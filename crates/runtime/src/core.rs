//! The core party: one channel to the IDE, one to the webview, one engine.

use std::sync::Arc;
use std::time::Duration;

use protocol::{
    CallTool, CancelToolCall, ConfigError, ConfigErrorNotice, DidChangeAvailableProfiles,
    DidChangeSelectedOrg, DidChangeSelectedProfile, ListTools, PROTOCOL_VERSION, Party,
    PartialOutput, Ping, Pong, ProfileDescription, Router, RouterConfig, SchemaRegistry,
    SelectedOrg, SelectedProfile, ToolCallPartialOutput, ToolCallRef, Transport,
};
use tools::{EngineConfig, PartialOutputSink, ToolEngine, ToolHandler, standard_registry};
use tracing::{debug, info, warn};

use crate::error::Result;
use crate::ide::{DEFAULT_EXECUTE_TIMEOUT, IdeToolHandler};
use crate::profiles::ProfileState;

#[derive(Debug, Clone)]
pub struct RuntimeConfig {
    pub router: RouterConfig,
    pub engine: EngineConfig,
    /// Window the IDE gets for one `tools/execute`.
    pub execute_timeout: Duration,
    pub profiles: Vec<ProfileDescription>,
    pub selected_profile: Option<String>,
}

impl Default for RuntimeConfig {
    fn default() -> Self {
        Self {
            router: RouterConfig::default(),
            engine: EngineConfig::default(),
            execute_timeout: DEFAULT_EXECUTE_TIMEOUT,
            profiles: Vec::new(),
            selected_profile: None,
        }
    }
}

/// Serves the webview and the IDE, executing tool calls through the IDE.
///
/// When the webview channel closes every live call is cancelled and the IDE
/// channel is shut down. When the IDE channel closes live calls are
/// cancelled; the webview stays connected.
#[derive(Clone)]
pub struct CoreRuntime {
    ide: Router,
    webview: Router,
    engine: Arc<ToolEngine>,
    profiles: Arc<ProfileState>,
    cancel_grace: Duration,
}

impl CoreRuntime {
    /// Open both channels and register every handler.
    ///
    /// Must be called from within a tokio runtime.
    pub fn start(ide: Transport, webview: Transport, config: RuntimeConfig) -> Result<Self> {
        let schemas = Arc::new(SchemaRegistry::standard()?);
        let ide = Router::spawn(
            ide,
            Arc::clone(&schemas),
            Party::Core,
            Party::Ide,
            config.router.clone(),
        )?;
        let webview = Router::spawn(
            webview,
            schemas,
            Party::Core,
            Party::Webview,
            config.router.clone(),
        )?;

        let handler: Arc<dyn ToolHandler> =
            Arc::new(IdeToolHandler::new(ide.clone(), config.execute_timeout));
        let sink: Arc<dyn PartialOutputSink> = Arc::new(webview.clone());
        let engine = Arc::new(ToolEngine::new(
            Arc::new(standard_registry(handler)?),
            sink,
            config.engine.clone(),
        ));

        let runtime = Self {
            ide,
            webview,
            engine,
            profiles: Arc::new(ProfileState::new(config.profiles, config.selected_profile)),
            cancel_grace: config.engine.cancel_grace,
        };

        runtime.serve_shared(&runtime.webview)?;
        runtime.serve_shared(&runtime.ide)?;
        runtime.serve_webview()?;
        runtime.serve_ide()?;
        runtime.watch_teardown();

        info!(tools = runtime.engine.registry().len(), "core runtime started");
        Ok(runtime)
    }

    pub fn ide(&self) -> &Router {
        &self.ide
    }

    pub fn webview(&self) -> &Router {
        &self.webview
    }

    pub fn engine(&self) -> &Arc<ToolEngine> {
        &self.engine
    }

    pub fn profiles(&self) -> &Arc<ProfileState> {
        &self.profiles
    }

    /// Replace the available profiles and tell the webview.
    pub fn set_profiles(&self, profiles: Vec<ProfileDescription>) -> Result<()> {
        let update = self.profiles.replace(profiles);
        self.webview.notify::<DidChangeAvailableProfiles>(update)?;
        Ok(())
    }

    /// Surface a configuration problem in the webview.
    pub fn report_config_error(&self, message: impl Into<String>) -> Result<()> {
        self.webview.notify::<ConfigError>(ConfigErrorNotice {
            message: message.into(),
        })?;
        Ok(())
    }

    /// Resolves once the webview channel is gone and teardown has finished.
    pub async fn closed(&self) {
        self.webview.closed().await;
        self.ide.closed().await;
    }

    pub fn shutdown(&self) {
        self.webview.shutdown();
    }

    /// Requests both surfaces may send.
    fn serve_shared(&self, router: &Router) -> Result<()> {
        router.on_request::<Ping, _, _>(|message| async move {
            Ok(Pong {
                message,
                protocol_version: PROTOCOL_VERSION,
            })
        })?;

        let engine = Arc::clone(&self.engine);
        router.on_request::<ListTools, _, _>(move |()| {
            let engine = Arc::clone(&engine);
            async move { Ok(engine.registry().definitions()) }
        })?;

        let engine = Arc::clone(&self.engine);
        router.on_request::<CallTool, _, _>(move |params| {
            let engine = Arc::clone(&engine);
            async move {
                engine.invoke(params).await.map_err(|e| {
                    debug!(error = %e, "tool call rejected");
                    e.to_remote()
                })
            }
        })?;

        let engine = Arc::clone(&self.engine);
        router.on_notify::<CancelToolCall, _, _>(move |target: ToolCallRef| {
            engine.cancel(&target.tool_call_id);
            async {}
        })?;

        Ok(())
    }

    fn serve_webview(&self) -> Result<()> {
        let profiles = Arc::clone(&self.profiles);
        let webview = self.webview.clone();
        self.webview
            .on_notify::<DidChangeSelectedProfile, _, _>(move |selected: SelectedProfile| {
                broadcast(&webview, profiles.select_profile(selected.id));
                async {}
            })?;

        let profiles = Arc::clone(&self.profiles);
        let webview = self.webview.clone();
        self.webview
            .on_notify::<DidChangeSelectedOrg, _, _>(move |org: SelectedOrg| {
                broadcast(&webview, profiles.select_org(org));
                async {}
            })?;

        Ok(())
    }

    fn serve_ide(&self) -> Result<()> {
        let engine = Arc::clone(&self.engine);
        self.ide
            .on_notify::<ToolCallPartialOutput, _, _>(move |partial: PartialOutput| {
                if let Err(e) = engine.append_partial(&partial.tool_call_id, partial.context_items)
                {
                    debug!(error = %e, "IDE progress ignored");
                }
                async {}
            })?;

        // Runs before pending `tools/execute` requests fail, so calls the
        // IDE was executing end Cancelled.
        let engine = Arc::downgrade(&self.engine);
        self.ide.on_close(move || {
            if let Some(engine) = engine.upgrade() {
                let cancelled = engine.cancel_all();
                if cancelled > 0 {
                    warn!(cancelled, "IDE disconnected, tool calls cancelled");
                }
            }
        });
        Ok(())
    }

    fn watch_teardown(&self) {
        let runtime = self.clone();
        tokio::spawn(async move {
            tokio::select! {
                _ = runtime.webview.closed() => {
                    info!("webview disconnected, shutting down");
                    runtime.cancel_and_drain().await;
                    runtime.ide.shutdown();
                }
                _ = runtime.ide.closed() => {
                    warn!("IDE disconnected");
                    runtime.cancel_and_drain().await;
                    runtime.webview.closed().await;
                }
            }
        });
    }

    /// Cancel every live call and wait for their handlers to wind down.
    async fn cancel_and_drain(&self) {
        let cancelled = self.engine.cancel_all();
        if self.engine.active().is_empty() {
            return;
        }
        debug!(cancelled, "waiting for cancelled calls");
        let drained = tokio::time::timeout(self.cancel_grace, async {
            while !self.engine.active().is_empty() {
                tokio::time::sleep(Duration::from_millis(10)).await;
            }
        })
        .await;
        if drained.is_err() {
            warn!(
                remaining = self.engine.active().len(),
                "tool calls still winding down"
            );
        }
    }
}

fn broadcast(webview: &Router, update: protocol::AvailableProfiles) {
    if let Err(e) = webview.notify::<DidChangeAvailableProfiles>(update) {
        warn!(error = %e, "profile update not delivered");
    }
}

Task -> Across the entries above, how many lines contain the string "ToolEngine"? The number alone is the answer.

Solution to this problem -> 4